### Source records
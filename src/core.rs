//! The per-instance context.
//!
//! A [`Core`] is built once from [`Options`] plus the injected strategy
//! objects, and passed by reference into every operation. The reserved and
//! disallowed handle sets are computed here, once; there is no process-wide
//! mutable state anywhere in the crate.

use std::collections::HashSet;
use std::fmt;
use std::sync::Arc;

use crate::hash::{Hasher, Sha256Hasher};
use crate::options::Options;
use crate::store::{EntityStore, MemoryStore};
use crate::token::{RandomMinter, TokenMinter};

#[derive(Clone)]
pub struct Core {
    options: Options,
    reserved: HashSet<String>,
    disallowed: HashSet<String>,
    store: Arc<dyn EntityStore>,
    hasher: Arc<dyn Hasher>,
    minter: Arc<dyn TokenMinter>,
}

impl Core {
    /// Build a context over the given store, with the default hash hook and
    /// token minter. The disallowed-term generator runs exactly once, here.
    #[must_use]
    pub fn new(options: Options, store: Arc<dyn EntityStore>) -> Self {
        let reserved = options.handle().reserved().iter().cloned().collect();
        let disallowed = options.handle().generate_blocklist().into_iter().collect();
        Self {
            options,
            reserved,
            disallowed,
            store,
            hasher: Arc::new(Sha256Hasher),
            minter: Arc::new(RandomMinter),
        }
    }

    /// A context over a fresh [`MemoryStore`]; test and demo convenience.
    #[must_use]
    pub fn in_memory(options: Options) -> Self {
        Self::new(options, Arc::new(MemoryStore::new()))
    }

    /// Swap the password-hash hook.
    #[must_use]
    pub fn with_hasher(mut self, hasher: Arc<dyn Hasher>) -> Self {
        self.hasher = hasher;
        self
    }

    /// Swap the token/handle generator.
    #[must_use]
    pub fn with_minter(mut self, minter: Arc<dyn TokenMinter>) -> Self {
        self.minter = minter;
        self
    }

    #[must_use]
    pub fn options(&self) -> &Options {
        &self.options
    }

    #[must_use]
    pub fn store(&self) -> &dyn EntityStore {
        self.store.as_ref()
    }

    #[must_use]
    pub fn hasher(&self) -> &dyn Hasher {
        self.hasher.as_ref()
    }

    #[must_use]
    pub fn minter(&self) -> &dyn TokenMinter {
        self.minter.as_ref()
    }

    pub(crate) fn is_reserved(&self, handle: &str) -> bool {
        self.reserved.contains(handle)
    }

    pub(crate) fn is_disallowed(&self, handle: &str) -> bool {
        self.disallowed.contains(handle)
    }
}

impl fmt::Debug for Core {
    fn fmt(&self, f: &mut fmt::Formatter<'_>) -> fmt::Result {
        f.debug_struct("Core")
            .field("options", &self.options)
            .field("reserved", &self.reserved.len())
            .field("disallowed", &self.disallowed.len())
            .finish_non_exhaustive()
    }
}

### Your assignment
Copy every line from the records above that contains the word "Swap".

### Expected answer
    /// Swap the password-hash hook.
    /// Swap the token/handle generator.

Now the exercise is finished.